MarriageMarried life is sadly not for everyone, especially for those who do spur of the moment decisions to walk down the aisle. Well, it could work out for some, but statistics support that a lot of these kinds of marriages just end in divorce. In the first place, divorce is not and should not be the primary recourse for marital problems. It should be the last option when every other option was already exhausted. Think about this: If people who waited and planned for their married life still encounter rough spots along the way, what makes you think that anything short of the right time and the right preparation will yield better results?

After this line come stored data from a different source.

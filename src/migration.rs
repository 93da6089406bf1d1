//! Database bootstrap: create the database and the objects table when missing.

use crate::sql::{quoted, OBJECTS_TABLE};
use sqlx::{ConnectOptions, PgPool};
use std::str::FromStr;
use thiserror::Error;
use url::Url;

#[derive(Debug, Error)]
pub enum MigrationError {
    #[error("invalid DATABASE_URL: {0}")]
    InvalidUrl(String),
    #[error(transparent)]
    Db(#[from] sqlx::Error),
}

/// Ensure the database in `database_url` exists; create it if not. Connects to the
/// default `postgres` database to run CREATE DATABASE. Call before creating the main pool.
pub async fn ensure_database_exists(database_url: &str) -> Result<(), MigrationError> {
    let (admin_url, db_name) = parse_db_name_from_url(database_url)?;
    if db_name.is_empty() || db_name == "postgres" {
        return Ok(());
    }
    let opts = sqlx::postgres::PgConnectOptions::from_str(&admin_url)
        .map_err(|e| MigrationError::InvalidUrl(e.to_string()))?;
    let mut conn: sqlx::PgConnection = opts.connect().await?;
    let exists: (bool,) = sqlx::query_as("SELECT EXISTS(SELECT 1 FROM pg_database WHERE datname = $1)")
        .bind(&db_name)
        .fetch_one(&mut conn)
        .await?;
    if !exists.0 {
        tracing::info!(database = %db_name, "creating database");
        sqlx::query(&format!("CREATE DATABASE {}", quoted(&db_name)))
            .execute(&mut conn)
            .await?;
    }
    Ok(())
}

/// Admin URL (same server and query string, `postgres` database) and database name.
fn parse_db_name_from_url(url: &str) -> Result<(String, String), MigrationError> {
    let mut admin = Url::parse(url).map_err(|e| MigrationError::InvalidUrl(e.to_string()))?;
    if admin.cannot_be_a_base() {
        return Err(MigrationError::InvalidUrl("no path".into()));
    }
    let db_name = admin.path().trim_matches('/').trim().to_string();
    admin.set_path("/postgres");
    Ok((admin.into(), db_name))
}

/// Create the objects table. Ids and timestamps default on the server.
pub async fn ensure_objects_table(pool: &PgPool) -> Result<(), MigrationError> {
    let ddl = format!(
        r#"
        CREATE TABLE IF NOT EXISTS {} (
            id UUID PRIMARY KEY DEFAULT gen_random_uuid(),
            data TEXT NOT NULL,
            created_at TIMESTAMPTZ NOT NULL DEFAULT NOW(),
            updated_at TIMESTAMPTZ NOT NULL DEFAULT NOW()
        )
        "#,
        quoted(OBJECTS_TABLE)
    );
    sqlx::query(&ddl).execute(pool).await?;
    Ok(())
}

If you are thinking about getting married, this post is not intended to discourage you. No. This is meant to inspire you, to inform you about what lies ahead with the hopes that you will then take the necessary steps to ensure that the marriage that you are going to have will not be just another number to add to the surveys of those who tried but failed.

There is actually one aspect similar in all kinds of relationships that has to be particularly nurtured between couples, specifically married ones. This is the aspect of communication. As early as before getting married, assess your and your partner’s way of communicating with one another. Do the both of you talk in a constructive manner? Can you say the things you want to say without having to consider a million times before you actually do? What are communication patterns that seem to do more harm than good?

The way you interact with each other at present will determine the kind of relationship that you will have as husband and wife. Take it from a lot of licensed marriage and family therapists’ experience, a lot of the couples who walked in and out of their offices all had (or have) the same, prominent problem:  dysfunctional communication. Do not bank on the hope that things will get better once you get married because you will face a lot of different—and difficult—problems with your spouse then. Working on having a way to resolve your issues through effective communication channels will spell a great deal in keeping the marriage together.

In case you are unable to make ends meet at present, do not lose hope. This does not mean that you are never going to get along. This is only evidence of how limited your knowledge is on how to resolve certain issues. Luckily, counseling is highly advised of two individuals who decide to get married. There are licensed marriage and family therapists who are available to guide you through the different methods of getting to know yourself and your partner more. Do not think of counselling as something that happens only when problems are already present and are getting out of hand. Think of this as a preparation, a phase of conditioning, and a declaration that you are taking the decision of getting married and what it entails seriously.

Though therapists have a lot to offer, they can only do so little when a couple has each decided to close their minds to reason and understanding. One long-standing barrier to communication is having no communication at all. Make sure that you do not reach the point where talking things over only makes things worse. Start assessing which areas of your life need to be worked on now and proceed from there. If you feel that something is beyond your capacity, seek therapeutic help. More heads are better than one anyway.